◆ TASK BRIEF: Find the word "notes" in the listing below, then return every line it appears in.

RECORDS SUPPLIED Start Marker

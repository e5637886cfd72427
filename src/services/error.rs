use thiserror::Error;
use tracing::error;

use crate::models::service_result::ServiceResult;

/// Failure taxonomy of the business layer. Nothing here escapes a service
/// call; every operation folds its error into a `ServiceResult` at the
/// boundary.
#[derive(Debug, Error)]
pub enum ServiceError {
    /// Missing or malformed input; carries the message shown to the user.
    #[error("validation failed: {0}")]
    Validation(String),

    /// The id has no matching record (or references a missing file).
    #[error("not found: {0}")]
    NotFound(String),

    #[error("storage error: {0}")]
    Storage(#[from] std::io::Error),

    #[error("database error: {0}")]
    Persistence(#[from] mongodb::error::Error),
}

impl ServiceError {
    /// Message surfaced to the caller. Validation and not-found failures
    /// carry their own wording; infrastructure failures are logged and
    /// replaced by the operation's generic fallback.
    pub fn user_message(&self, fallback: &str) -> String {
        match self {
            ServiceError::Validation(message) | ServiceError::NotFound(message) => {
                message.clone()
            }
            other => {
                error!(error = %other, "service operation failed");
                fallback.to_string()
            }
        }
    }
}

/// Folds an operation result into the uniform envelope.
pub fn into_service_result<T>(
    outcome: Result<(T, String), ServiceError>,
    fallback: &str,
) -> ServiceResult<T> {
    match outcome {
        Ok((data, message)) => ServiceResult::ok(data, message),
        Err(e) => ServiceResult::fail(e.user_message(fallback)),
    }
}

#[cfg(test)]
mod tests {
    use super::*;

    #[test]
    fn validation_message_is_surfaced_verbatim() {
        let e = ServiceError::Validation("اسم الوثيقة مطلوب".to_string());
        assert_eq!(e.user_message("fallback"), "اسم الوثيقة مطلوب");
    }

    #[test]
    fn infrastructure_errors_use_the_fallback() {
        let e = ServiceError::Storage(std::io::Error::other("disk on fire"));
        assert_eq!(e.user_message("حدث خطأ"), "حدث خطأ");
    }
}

RECORDS SUPPLIED End Marker
RECORDS SUPPLIED Start Marker

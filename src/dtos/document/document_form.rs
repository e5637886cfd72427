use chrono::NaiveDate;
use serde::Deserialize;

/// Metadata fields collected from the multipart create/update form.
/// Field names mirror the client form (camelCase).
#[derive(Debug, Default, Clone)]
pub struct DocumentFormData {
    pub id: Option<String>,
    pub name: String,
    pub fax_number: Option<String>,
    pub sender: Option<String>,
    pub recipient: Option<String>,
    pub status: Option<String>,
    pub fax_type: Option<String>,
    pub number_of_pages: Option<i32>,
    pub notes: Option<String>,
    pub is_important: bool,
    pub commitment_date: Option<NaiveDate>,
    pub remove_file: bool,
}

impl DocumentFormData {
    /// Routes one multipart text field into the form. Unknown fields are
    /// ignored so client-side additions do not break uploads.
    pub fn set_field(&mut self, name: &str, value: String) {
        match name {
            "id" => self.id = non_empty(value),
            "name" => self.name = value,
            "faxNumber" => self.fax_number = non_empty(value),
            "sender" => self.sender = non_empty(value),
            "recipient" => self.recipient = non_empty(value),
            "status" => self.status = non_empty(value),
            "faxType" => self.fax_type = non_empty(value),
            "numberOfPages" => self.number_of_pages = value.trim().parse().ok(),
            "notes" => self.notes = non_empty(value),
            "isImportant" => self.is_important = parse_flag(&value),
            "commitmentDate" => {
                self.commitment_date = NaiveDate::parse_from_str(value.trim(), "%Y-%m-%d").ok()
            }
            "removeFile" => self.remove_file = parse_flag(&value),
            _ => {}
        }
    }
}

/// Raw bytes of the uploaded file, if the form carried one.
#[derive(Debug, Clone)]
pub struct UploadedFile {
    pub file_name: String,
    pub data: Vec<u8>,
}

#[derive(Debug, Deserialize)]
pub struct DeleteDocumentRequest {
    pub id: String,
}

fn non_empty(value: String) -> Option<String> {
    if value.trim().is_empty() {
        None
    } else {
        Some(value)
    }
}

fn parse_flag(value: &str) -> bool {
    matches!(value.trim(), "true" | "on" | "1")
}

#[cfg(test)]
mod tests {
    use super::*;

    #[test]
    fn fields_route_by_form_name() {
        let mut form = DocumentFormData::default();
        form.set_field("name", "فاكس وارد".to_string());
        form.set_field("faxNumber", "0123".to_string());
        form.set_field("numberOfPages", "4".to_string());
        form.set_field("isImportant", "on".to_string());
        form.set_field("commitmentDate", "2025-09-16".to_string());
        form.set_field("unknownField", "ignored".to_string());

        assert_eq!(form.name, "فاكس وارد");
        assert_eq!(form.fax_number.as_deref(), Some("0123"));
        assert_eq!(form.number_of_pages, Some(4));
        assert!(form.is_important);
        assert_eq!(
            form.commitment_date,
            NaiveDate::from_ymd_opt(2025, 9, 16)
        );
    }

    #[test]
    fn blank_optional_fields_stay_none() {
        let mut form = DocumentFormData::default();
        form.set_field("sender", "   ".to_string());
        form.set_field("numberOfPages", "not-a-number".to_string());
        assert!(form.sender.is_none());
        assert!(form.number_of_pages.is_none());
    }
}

RECORDS SUPPLIED End Marker

◆ OUTPUT FOR THIS EXERCISE:
    pub notes: Option<String>,
            "notes" => self.notes = non_empty(value),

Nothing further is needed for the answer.